La majestuosidad de estas montañas y paisajes infinitos es la misma que poseen todos los mundos, y apenas una idea aprehensible de lo que define a la vida que los contiene, nosotros incluidos. Contemplarlas con la mirada del niño que habita relegado en nuestro interior, produce emociones incrementadas con la inefable sensación del conocimiento subjetivo, aquel que proviene del silencio expectante del que sólo el alma de un niño es capaz. Hay que volver a él y rescatarlo, pero esto parece una tarea imposible porque ahora tenemos algo de lo que debiéramos despojarnos: la conciencia, nuestra autorreferencia, el hombre construido a partir de los pedazos de hojas que dejaron los que vinieron antes.

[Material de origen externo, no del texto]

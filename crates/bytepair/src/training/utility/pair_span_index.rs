//! # `PairIndex` Builder

use crate::{
    training::{CountType, utility::token_span_buffer::TokenSpanBuf},
    types::{BPHashMap, BPHashSet, Pair, TokenType},
};

/// A map from [`Pair`] to its occurrence count.
pub type PairCountMap<T, C> = BPHashMap<Pair<T>, C>;

/// A map from [`Pair`] to indices over ``spans``.
pub type PairIndexMap<T> = BPHashMap<Pair<T>, BPHashSet<usize>>;

/// An index of ``(T, T)`` pair information relative to a ``&[TokenSpanBuf<T>]``.
#[derive(Debug, Clone)]
pub struct PairSpanIndex<T: TokenType, C: CountType> {
    /// A map from [`Pair`] to its weighted occurrence count.
    ///
    /// ``sum(spans[i].window_count(pair) * counts[i]) for all i``
    pub pair_counts: PairCountMap<T, C>,

    /// A map from [`Pair`] to the indices of the spans containing it.
    pub pair_index: PairIndexMap<T>,
}

impl<T: TokenType, C: CountType> PairSpanIndex<T, C> {
    fn with_capacity(capacity: usize) -> Self {
        Self {
            pair_counts: PairCountMap::with_capacity(capacity),
            pair_index: PairIndexMap::with_capacity(capacity),
        }
    }

    fn observe(
        &mut self,
        index: usize,
        span: &TokenSpanBuf<T>,
        count: C,
    ) {
        if count == C::zero() || span.len() < 2 {
            return;
        }
        for p in span.pairs() {
            *self.pair_counts.entry(p).or_default() += count;
            self.pair_index.entry(p).or_default().insert(index);
        }
    }

    /// Build a [`PairSpanIndex`] from a slice of [`TokenSpanBuf`]s, using a count table.
    ///
    /// # Arguments
    /// * `spans` - a sequence of text spans; assumed to be unique.
    /// * `counts` - `counts[i]` is the count of `spans[i]`.
    #[cfg_attr(feature = "tracing", tracing::instrument(skip(spans, counts)))]
    pub fn from_span_count_table(
        spans: &[TokenSpanBuf<T>],
        counts: &[C],
    ) -> Self {
        let mut index = Self::with_capacity(spans.len() / 1000);
        for (idx, (span, &count)) in spans.iter().zip(counts).enumerate() {
            index.observe(idx, span, count);
        }
        index
    }

    /// Parallel variant of [`Self::from_span_count_table`].
    ///
    /// Each rayon task indexes a partition of the spans;
    /// the partial indexes are then summed.
    #[cfg(feature = "rayon")]
    #[cfg_attr(feature = "tracing", tracing::instrument(skip(spans, counts)))]
    pub fn from_span_count_table_par(
        spans: &[TokenSpanBuf<T>],
        counts: &[C],
    ) -> Self {
        use rayon::prelude::*;

        spans
            .par_iter()
            .zip(counts.par_iter())
            .enumerate()
            .fold(
                || Self::with_capacity(0),
                |mut acc, (idx, (span, &count))| {
                    acc.observe(idx, span, count);
                    acc
                },
            )
            .reduce(|| Self::with_capacity(0), Self::merge)
    }

    /// Sum two indexes over disjoint span sets.
    pub fn merge(
        self,
        other: Self,
    ) -> Self {
        let (mut big, small) = if self.pair_index.len() >= other.pair_index.len() {
            (self, other)
        } else {
            (other, self)
        };

        for (p, count) in small.pair_counts {
            *big.pair_counts.entry(p).or_default() += count;
        }
        for (p, indices) in small.pair_index {
            big.pair_index.entry(p).or_default().extend(indices);
        }
        big
    }
}

#[cfg(test)]
mod tests {
    use super::*;
    use crate::vocab::ByteMapVocab;

    fn test_spans<T: TokenType>() -> Vec<TokenSpanBuf<T>> {
        let byte_vocab = ByteMapVocab::<T>::with_offset(0).unwrap();
        vec![
            TokenSpanBuf::from_string("hello", &byte_vocab),
            TokenSpanBuf::from_string("world", &byte_vocab),
            TokenSpanBuf::from_string("help", &byte_vocab),
            TokenSpanBuf::from_string("☃", &byte_vocab), // "☃" := [0xE2 0x98] 0x83
            TokenSpanBuf::from_string("zz", &byte_vocab),
        ]
    }

    fn check_pair_index<T: TokenType, C: CountType>(index: PairSpanIndex<T, C>) {
        let to_pair = |a: char, b: char| (T::from_u8(a as u8).unwrap(), T::from_u8(b as u8).unwrap());

        assert_eq!(
            index.pair_counts,
            [
                (('e', 'l'), 4),                   // 1 h[el]lo, 3 h[el]p
                (('h', 'e'), 4),                   // 1 [he]llo, 3 [he]lp
                (('l', 'p'), 3),                   // 3 hel[lp]
                (('l', 'd'), 2),                   // 2 wor[ld]
                (('o', 'r'), 2),                   // 2 w[or]ld
                (('r', 'l'), 2),                   // 2 wo[rl]d
                (('w', 'o'), 2),                   // 2 [wo]rld
                (('l', 'l'), 1),                   // 1 he[ll]o
                (('l', 'o'), 1),                   // 1 hel[lo]
                ((0xE2 as char, 0x98 as char), 4), // "☃" := [0xE2 0x98] 0x83
                ((0x98 as char, 0x83 as char), 4), // "☃" := 0xE2 [0x98 0x83]
            ]
            .into_iter()
            .map(|((a, b), c)| (to_pair(a, b), C::from_u32(c).unwrap()))
            .collect::<PairCountMap<T, C>>()
        );

        assert_eq!(
            index.pair_index,
            [
                (('e', 'l'), vec![0, 2]),
                (('h', 'e'), vec![0, 2]),
                (('l', 'd'), vec![1]),
                (('l', 'l'), vec![0]),
                (('l', 'o'), vec![0]),
                (('l', 'p'), vec![2]),
                (('o', 'r'), vec![1]),
                (('r', 'l'), vec![1]),
                (('w', 'o'), vec![1]),
                ((0xE2 as char, 0x98 as char), vec![3]),
                ((0x98 as char, 0x83 as char), vec![3]),
            ]
            .into_iter()
            .map(|((a, b), s)| (to_pair(a, b), BPHashSet::from_iter(s)))
            .collect::<PairIndexMap<T>>()
        );
    }

    fn test_counts<C: CountType>() -> Vec<C> {
        // "zz" has count 0; it is not indexed.
        [1, 2, 3, 4, 0]
            .into_iter()
            .map(|c| C::from_u32(c).unwrap())
            .collect()
    }

    #[test]
    fn test_pair_index_serial() {
        check_pair_index(PairSpanIndex::<u32, usize>::from_span_count_table(
            &test_spans(),
            &test_counts(),
        ));
        check_pair_index(PairSpanIndex::<u16, u64>::from_span_count_table(
            &test_spans(),
            &test_counts(),
        ));
    }

    #[cfg(feature = "rayon")]
    #[test]
    fn test_pair_index_parallel() {
        check_pair_index(PairSpanIndex::<u32, u64>::from_span_count_table_par(
            &test_spans(),
            &test_counts(),
        ));
    }
}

Escribiendo en uno de los más recientes capítulos del libro que es mi vida, decidí agregar también la fotografía del niño que escribió en los precedentes, para hacerle un pequeño reconocimiento a sabiendas que no es posible volverlo a la vida aunque me dejó su legado. En su rostro puedo ver un niño tan especial como todos los que encuentro a diario y me envuelve un sentimiento de amor de padre, pero también de hijo porque yo provengo de él. —Obsérvame bien— parece decirme, —este niño que ves ya no forma parte de tí. Cada átomo que había en mí se ha ido para darle paso a otros nuevos y éstos, a otros aún más nuevos; del que ves ya no queda nada, los que están en tu cuerpo y tu mente se formaron después, ninguno estuvo en mí. Lo único mío que aún posees está escrito en nuestro libro, mi parte fue redactada juiciosamente y no encontrarás en ella ni un párrafo del que deba avergonzarme, antes debes sentirte orgulloso de mi labor, pues mientras tuve en mis manos la responsabilidad de tu existencia, la asumí como sólo un niño inconscientemente sabio puede hacerlo: con la sabiduría de la ignorancia. Pero tú todavía no has cumplido tu parte, y sólo en tus manos está que se haga realidad lo que yo soñé; me lo debes, no te atrevas a desilusionar a un niño. Acaso ya tienes las respuestas a las preguntas que has dejado en tantas de estas páginas?—

En el prefacio del libro que somos todos, están insertadas muchas páginas con la información adecuada y las herramientas apropiadas para llevarlo a buen término. Nadie viene al mundo sin estas instrucciones, pero la mayoría se va sin ponerlas en práctica; algunos porque nunca las leen, otros a causa de su incredulidad o su desconfianza y otros por considerarlas inútiles para sus propósitos; pero debemos intentar extraer lo que nos comunican, si queremos aportar al mundo relevante lo que nos han encargado esas manos invisibles que se concedieron escribirlas, con la certeza de que un día serán más los individuos que puedan aplicarlas para conseguir transformar su destino en lo que soñaron siendo niños.